• _Description of the task_:
Please count, in the material below, each line containing "TransportError", and report only the number.

=== Data records ===

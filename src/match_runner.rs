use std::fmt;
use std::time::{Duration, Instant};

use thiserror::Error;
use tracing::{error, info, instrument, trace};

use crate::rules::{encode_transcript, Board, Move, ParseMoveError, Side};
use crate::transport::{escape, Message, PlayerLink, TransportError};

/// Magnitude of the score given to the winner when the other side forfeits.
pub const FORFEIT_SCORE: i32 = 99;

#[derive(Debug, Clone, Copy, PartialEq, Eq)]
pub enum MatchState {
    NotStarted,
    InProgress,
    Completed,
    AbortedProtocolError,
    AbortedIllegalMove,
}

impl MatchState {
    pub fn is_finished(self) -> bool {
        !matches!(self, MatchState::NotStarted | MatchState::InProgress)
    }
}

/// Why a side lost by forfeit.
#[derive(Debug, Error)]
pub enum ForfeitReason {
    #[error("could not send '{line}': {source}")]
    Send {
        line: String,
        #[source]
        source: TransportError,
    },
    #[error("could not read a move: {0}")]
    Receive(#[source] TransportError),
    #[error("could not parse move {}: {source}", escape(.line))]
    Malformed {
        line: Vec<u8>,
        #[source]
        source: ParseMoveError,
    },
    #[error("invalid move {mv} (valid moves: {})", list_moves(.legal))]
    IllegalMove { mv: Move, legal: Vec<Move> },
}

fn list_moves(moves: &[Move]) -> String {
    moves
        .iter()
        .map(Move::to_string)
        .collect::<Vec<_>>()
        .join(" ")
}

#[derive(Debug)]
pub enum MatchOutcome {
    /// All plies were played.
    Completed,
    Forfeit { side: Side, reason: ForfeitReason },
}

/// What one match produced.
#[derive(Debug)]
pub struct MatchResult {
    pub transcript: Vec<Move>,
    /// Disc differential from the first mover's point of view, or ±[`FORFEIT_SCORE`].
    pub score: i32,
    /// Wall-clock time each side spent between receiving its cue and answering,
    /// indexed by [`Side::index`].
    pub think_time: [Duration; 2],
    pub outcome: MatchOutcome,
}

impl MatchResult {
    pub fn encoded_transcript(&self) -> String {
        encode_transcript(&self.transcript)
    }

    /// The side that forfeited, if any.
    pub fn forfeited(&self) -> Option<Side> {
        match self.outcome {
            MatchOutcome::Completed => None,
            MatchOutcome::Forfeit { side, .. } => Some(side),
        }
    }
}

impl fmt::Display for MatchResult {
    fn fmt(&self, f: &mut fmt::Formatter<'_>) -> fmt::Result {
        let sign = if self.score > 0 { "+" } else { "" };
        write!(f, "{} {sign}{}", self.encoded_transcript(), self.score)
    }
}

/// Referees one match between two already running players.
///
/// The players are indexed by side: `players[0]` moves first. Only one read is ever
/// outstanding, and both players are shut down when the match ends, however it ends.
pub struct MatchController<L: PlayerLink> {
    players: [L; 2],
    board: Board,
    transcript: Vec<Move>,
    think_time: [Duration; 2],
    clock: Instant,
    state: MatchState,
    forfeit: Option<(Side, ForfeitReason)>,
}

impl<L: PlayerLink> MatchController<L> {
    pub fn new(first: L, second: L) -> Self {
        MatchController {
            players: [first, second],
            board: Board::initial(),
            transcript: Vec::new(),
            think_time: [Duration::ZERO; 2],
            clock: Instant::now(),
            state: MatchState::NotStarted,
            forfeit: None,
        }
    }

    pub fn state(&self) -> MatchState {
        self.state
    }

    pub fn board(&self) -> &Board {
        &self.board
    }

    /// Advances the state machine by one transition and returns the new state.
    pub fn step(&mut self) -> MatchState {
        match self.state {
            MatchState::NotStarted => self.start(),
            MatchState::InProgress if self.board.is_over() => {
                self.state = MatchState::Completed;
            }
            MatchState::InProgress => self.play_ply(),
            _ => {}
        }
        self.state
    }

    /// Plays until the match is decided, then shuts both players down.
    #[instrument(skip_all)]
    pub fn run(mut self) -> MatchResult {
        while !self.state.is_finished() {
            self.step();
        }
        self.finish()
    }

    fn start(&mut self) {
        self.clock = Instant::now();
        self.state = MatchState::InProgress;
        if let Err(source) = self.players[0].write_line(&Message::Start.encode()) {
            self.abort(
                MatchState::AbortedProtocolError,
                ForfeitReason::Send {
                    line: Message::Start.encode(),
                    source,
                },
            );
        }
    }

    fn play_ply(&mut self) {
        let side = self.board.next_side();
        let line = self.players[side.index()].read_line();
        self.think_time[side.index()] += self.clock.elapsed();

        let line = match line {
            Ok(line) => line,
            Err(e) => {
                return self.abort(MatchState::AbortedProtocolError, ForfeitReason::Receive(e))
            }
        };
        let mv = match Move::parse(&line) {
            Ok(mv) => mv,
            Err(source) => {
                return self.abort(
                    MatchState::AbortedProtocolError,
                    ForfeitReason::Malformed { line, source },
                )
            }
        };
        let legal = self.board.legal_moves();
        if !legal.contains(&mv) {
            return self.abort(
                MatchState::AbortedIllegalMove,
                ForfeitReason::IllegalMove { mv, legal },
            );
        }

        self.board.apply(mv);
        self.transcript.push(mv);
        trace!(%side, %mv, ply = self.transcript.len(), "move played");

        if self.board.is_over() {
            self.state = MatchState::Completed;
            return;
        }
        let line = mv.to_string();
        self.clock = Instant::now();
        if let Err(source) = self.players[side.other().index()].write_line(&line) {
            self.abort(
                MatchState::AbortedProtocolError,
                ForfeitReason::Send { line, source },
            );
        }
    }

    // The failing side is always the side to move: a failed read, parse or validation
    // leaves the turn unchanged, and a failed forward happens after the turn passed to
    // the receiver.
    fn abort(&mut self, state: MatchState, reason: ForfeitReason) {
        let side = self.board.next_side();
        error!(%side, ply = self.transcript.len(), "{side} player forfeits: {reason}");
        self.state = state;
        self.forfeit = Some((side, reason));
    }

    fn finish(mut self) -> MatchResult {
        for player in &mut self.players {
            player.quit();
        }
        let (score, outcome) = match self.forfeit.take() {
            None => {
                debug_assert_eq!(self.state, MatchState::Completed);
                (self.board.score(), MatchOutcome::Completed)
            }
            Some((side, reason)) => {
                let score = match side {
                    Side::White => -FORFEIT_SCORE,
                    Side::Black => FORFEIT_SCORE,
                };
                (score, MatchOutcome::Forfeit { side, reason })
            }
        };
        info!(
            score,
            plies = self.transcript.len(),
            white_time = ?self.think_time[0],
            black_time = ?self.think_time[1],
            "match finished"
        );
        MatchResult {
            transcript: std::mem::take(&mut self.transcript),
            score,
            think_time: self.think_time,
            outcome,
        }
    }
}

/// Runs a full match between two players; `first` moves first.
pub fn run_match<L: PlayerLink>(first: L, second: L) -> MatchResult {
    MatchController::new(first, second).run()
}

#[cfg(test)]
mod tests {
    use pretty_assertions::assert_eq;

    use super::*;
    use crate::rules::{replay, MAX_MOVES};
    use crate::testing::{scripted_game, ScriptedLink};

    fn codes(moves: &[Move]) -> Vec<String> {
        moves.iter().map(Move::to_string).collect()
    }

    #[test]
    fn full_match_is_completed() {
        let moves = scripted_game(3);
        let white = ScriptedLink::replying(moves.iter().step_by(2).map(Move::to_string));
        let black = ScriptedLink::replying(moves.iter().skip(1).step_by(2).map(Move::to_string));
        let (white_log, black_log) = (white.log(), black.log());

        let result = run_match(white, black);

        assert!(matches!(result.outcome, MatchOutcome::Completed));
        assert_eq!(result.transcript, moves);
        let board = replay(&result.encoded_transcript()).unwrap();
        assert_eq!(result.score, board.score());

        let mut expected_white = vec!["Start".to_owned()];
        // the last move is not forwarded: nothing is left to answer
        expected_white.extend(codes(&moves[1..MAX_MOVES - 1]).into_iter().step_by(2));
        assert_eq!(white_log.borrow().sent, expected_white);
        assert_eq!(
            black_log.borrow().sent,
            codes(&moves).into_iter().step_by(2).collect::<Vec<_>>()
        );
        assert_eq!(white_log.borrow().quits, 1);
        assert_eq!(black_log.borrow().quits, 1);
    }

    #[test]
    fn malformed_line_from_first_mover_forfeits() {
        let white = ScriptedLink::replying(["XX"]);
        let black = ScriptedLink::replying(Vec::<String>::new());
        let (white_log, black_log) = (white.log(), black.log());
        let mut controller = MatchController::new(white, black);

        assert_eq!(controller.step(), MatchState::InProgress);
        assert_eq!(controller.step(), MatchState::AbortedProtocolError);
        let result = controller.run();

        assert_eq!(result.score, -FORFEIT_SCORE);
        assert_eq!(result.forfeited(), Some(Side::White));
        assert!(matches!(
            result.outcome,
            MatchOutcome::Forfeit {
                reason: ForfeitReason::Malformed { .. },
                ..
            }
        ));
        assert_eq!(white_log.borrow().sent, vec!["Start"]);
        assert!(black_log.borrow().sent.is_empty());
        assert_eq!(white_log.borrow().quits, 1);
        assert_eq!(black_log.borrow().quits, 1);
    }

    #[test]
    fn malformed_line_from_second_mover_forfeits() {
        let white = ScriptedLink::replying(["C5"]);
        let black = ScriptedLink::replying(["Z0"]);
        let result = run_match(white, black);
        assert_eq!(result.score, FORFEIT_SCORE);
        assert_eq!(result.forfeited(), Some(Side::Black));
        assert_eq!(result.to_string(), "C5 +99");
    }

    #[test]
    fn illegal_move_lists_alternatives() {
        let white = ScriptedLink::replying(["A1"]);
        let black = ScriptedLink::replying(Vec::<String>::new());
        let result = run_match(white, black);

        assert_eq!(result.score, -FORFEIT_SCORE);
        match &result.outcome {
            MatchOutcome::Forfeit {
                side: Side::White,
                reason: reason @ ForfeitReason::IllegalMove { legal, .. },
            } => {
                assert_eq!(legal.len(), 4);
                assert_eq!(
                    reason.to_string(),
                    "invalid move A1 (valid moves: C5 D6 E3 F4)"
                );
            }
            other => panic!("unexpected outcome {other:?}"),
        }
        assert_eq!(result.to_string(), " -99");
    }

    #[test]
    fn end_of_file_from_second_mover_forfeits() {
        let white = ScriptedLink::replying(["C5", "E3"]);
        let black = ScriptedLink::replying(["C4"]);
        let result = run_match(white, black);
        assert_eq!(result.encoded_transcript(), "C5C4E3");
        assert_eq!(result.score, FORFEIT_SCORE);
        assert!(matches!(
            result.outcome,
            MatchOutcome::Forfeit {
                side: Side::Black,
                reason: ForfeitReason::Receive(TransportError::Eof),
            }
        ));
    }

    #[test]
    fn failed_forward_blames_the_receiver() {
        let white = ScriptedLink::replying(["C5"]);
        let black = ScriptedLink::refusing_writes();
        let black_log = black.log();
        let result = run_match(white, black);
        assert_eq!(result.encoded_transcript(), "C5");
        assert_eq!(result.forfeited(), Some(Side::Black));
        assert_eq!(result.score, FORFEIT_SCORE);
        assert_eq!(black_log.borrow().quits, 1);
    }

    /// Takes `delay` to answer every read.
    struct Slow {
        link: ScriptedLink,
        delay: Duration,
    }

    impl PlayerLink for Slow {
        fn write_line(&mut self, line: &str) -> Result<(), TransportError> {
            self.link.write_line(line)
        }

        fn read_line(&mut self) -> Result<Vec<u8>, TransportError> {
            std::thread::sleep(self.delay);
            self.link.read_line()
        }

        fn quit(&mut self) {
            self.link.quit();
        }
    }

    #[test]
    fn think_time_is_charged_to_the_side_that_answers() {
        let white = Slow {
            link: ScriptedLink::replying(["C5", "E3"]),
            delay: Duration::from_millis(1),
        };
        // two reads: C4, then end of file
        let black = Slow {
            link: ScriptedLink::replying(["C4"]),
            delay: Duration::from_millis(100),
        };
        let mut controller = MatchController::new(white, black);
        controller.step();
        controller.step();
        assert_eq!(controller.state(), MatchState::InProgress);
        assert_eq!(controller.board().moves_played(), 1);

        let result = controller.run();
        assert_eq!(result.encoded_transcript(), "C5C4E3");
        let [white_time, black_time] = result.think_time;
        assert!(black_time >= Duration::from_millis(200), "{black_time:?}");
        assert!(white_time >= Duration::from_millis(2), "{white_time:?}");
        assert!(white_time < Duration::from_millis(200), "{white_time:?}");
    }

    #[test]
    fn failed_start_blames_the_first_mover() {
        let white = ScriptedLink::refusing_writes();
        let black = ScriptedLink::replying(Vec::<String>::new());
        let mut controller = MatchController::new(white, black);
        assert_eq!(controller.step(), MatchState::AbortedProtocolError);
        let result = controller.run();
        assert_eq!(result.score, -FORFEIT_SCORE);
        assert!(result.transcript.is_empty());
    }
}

===

• _Finished task_:
6